[WHAT NEEDS TO BE DONE]
Counting only the lines below that contain the word "Result", what is the total? Give it with no other words.

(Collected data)
=-=-=-=-=

//! rasterkit - raster transform CLI
//!
//! Thin file-in/file-out front end over `rasterkit-core`. Formats are
//! deduced from filename suffixes; when no output path is given, one is
//! derived from the input by tagging the stem (photo.jpg -> photo.200x100.jpg).

use std::path::{Path, PathBuf};

use anyhow::{bail, Context, Result};
use clap::{Args, Parser, Subcommand, ValueEnum};
use tracing::info;

use rasterkit_core::{
    blur, codec, composite, resize, rotate, Color, Fit, Gravity, Kernel, Raster, RotateFit,
};

#[derive(Parser)]
#[command(name = "rasterkit")]
#[command(version, about = "Resize, rotate and composite JPEG/PNG images")]
struct Cli {
    #[command(subcommand)]
    command: Commands,

    /// Verbose output
    #[arg(short, long, global = true)]
    verbose: bool,
}

#[derive(Subcommand)]
enum Commands {
    /// Print image dimensions
    #[command(visible_alias = "i")]
    Info(InfoArgs),

    /// Resize an image
    #[command(visible_alias = "r")]
    Resize(ResizeArgs),

    /// Rotate an image by an angle in degrees
    Rotate(RotateArgs),

    /// Invert the RGB channels
    #[command(visible_alias = "neg")]
    Negative(SimpleArgs),

    /// Apply a 3x3 blur
    Blur(SimpleArgs),

    /// Alpha-composite an overlay onto a base image
    #[command(visible_alias = "comp")]
    Composite(CompositeArgs),
}

#[derive(Args)]
struct InfoArgs {
    /// Input image (.jpg/.jpeg/.png)
    file: PathBuf,
}

#[derive(Args)]
struct ResizeArgs {
    /// Input image
    file: PathBuf,

    /// Destination width in pixels
    width: u32,

    /// Destination height in pixels
    height: u32,

    /// Interpolation kernel
    #[arg(short, long, value_enum, default_value_t = KernelArg::Bilinear)]
    kernel: KernelArg,

    /// Fit policy
    #[arg(short, long, value_enum, default_value_t = FitArg::Stretch)]
    fit: FitArg,

    /// Pad color as R,G,B[,A] (pad fit only)
    #[arg(long, value_parser = parse_color, default_value = "0,0,0,0")]
    pad_color: Color,

    /// Crop anchor as X,Y in [0,1] (crop fit only; 0.5,0.5 = center)
    #[arg(long, value_parser = parse_gravity, default_value = "0.5,0.5")]
    gravity: Gravity,

    #[command(flatten)]
    output: OutputArgs,
}

#[derive(Args)]
struct RotateArgs {
    /// Input image
    file: PathBuf,

    /// Rotation angle in degrees (positive = counter-clockwise)
    degrees: f64,

    /// Destination sizing policy
    #[arg(short, long, value_enum, default_value_t = RotateFitArg::Same)]
    fit: RotateFitArg,

    /// Destination width (custom fit only)
    #[arg(long)]
    width: Option<u32>,

    /// Destination height (custom fit only)
    #[arg(long)]
    height: Option<u32>,

    /// Pad color as R,G,B[,A]
    #[arg(long, value_parser = parse_color, default_value = "0,0,0,0")]
    pad_color: Color,

    #[command(flatten)]
    output: OutputArgs,
}

#[derive(Args)]
struct SimpleArgs {
    /// Input image
    file: PathBuf,

    #[command(flatten)]
    output: OutputArgs,
}

#[derive(Args)]
struct CompositeArgs {
    /// Base image (drawn onto)
    base: PathBuf,

    /// Overlay image
    overlay: PathBuf,

    /// Horizontal paste offset (may be negative)
    #[arg(long, default_value_t = 0)]
    left: i64,

    /// Vertical paste offset (may be negative)
    #[arg(long, default_value_t = 0)]
    top: i64,

    /// Scale the overlay to this width before pasting
    #[arg(long)]
    width: Option<u32>,

    /// Scale the overlay to this height before pasting
    #[arg(long)]
    height: Option<u32>,

    #[command(flatten)]
    output: OutputArgs,
}

#[derive(Args)]
struct OutputArgs {
    /// Output path; derived from the input when omitted
    #[arg(short, long)]
    output: Option<PathBuf>,

    /// JPEG quality, 1-100
    #[arg(short, long)]
    quality: Option<u8>,
}

#[derive(Debug, Clone, Copy, ValueEnum)]
enum KernelArg {
    Nearest,
    Bilinear,
    Bicubic,
    Hermite,
    Bezier,
}

impl From<KernelArg> for Kernel {
    fn from(arg: KernelArg) -> Self {
        match arg {
            KernelArg::Nearest => Kernel::Nearest,
            KernelArg::Bilinear => Kernel::Bilinear,
            KernelArg::Bicubic => Kernel::Bicubic,
            KernelArg::Hermite => Kernel::Hermite,
            KernelArg::Bezier => Kernel::Bezier,
        }
    }
}

#[derive(Debug, Clone, Copy, ValueEnum)]
enum FitArg {
    Stretch,
    Pad,
    Crop,
}

#[derive(Debug, Clone, Copy, ValueEnum)]
enum RotateFitArg {
    Same,
    Pad,
    Crop,
    Custom,
}

fn parse_color(s: &str) -> std::result::Result<Color, String> {
    let parts: Vec<&str> = s.split(',').collect();
    if parts.len() != 3 && parts.len() != 4 {
        return Err(format!("expected R,G,B or R,G,B,A, got '{s}'"));
    }
    let mut channels = [255u8; 4];
    for (slot, part) in channels.iter_mut().zip(&parts) {
        *slot = part
            .trim()
            .parse()
            .map_err(|_| format!("invalid channel value '{part}'"))?;
    }
    Ok(Color::rgba(channels[0], channels[1], channels[2], channels[3]))
}

fn parse_gravity(s: &str) -> std::result::Result<Gravity, String> {
    let parts: Vec<&str> = s.split(',').collect();
    if parts.len() != 2 {
        return Err(format!("expected X,Y, got '{s}'"));
    }
    let x: f64 = parts[0]
        .trim()
        .parse()
        .map_err(|_| format!("invalid gravity '{}'", parts[0]))?;
    let y: f64 = parts[1]
        .trim()
        .parse()
        .map_err(|_| format!("invalid gravity '{}'", parts[1]))?;
    Ok(Gravity::new(x, y))
}

/// Derive an output path by tagging the input stem: photo.jpg -> photo.TAG.jpg
fn derive_output(input: &Path, tag: &str) -> PathBuf {
    let stem = input
        .file_stem()
        .and_then(|s| s.to_str())
        .unwrap_or("output");
    let ext = input.extension().and_then(|e| e.to_str()).unwrap_or("png");
    input.with_file_name(format!("{stem}.{tag}.{ext}"))
}

fn load(path: &Path) -> Result<Raster> {
    let raster =
        codec::read_file(path).with_context(|| format!("failed to read {}", path.display()))?;
    info!(
        "loaded {} ({}x{})",
        path.display(),
        raster.width(),
        raster.height()
    );
    Ok(raster)
}

fn save(raster: &Raster, path: &Path, quality: Option<u8>) -> Result<()> {
    codec::write_file(path, raster, quality)
        .with_context(|| format!("failed to write {}", path.display()))?;
    info!(
        "wrote {} ({}x{})",
        path.display(),
        raster.width(),
        raster.height()
    );
    Ok(())
}

fn run(cli: Cli) -> Result<()> {
    match cli.command {
        Commands::Info(args) => {
            let raster = load(&args.file)?;
            println!("{}x{}", raster.width(), raster.height());
        }
        Commands::Resize(args) => {
            let raster = load(&args.file)?;
            let fit = match args.fit {
                FitArg::Stretch => Fit::Stretch,
                FitArg::Pad => Fit::Pad(args.pad_color),
                FitArg::Crop => Fit::Crop(args.gravity),
            };
            let out = resize(&raster, args.width, args.height, args.kernel.into(), &fit)?;
            let path = args
                .output
                .output
                .unwrap_or_else(|| derive_output(&args.file, &format!("{}x{}", args.width, args.height)));
            save(&out, &path, args.output.quality)?;
        }
        Commands::Rotate(args) => {
            let raster = load(&args.file)?;
            let fit = match args.fit {
                RotateFitArg::Same => RotateFit::Same,
                RotateFitArg::Pad => RotateFit::Pad,
                RotateFitArg::Crop => RotateFit::Crop,
                RotateFitArg::Custom => match (args.width, args.height) {
                    (Some(width), Some(height)) => RotateFit::Custom { width, height },
                    _ => bail!("custom fit requires --width and --height"),
                },
            };
            let out = rotate(&raster, args.degrees.to_radians(), fit, args.pad_color)?;
            let path = args
                .output
                .output
                .unwrap_or_else(|| derive_output(&args.file, &format!("r{}", args.degrees)));
            save(&out, &path, args.output.quality)?;
        }
        Commands::Negative(args) => {
            let raster = load(&args.file)?;
            let out = raster.negative();
            let path = args
                .output
                .output
                .unwrap_or_else(|| derive_output(&args.file, "neg"));
            save(&out, &path, args.output.quality)?;
        }
        Commands::Blur(args) => {
            let raster = load(&args.file)?;
            let out = blur(&raster)?;
            let path = args
                .output
                .output
                .unwrap_or_else(|| derive_output(&args.file, "blur"));
            save(&out, &path, args.output.quality)?;
        }
        Commands::Composite(args) => {
            let mut base = load(&args.base)?;
            let overlay = load(&args.overlay)?;
            let size = match (args.width, args.height) {
                (Some(w), Some(h)) => Some((w, h)),
                (None, None) => None,
                _ => bail!("--width and --height must be given together"),
            };
            composite::draw(&mut base, &overlay, args.left, args.top, size)?;
            let path = args
                .output
                .output
                .unwrap_or_else(|| derive_output(&args.base, "comp"));
            save(&base, &path, args.output.quality)?;
        }
    }
    Ok(())
}

fn main() -> Result<()> {
    let cli = Cli::parse();

    let filter = tracing_subscriber::EnvFilter::try_from_default_env()
        .unwrap_or_else(|_| {
            tracing_subscriber::EnvFilter::new(if cli.verbose { "debug" } else { "warn" })
        });
    tracing_subscriber::fmt()
        .with_env_filter(filter)
        .with_target(false)
        .init();

    run(cli)
}

#[cfg(test)]
mod tests {
    use super::*;

    #[test]
    fn test_parse_color_rgb_defaults_opaque() {
        assert_eq!(parse_color("255,0,0").unwrap(), Color::rgb(255, 0, 0));
    }

    #[test]
    fn test_parse_color_rgba() {
        assert_eq!(
            parse_color("1, 2, 3, 4").unwrap(),
            Color::rgba(1, 2, 3, 4)
        );
    }

    #[test]
    fn test_parse_color_rejects_bad_input() {
        assert!(parse_color("255").is_err());
        assert!(parse_color("1,2,300").is_err());
        assert!(parse_color("a,b,c").is_err());
    }

    #[test]
    fn test_parse_gravity() {
        let g = parse_gravity("0.25,1").unwrap();
        assert_eq!(g.x, 0.25);
        assert_eq!(g.y, 1.0);
        assert!(parse_gravity("0.5").is_err());
    }

    #[test]
    fn test_derive_output() {
        assert_eq!(
            derive_output(Path::new("photo.jpg"), "200x100"),
            PathBuf::from("photo.200x100.jpg")
        );
        assert_eq!(
            derive_output(Path::new("dir/icon.png"), "neg"),
            PathBuf::from("dir/icon.neg.png")
        );
    }
}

=-=-=-=-=

[SOLUTION]
7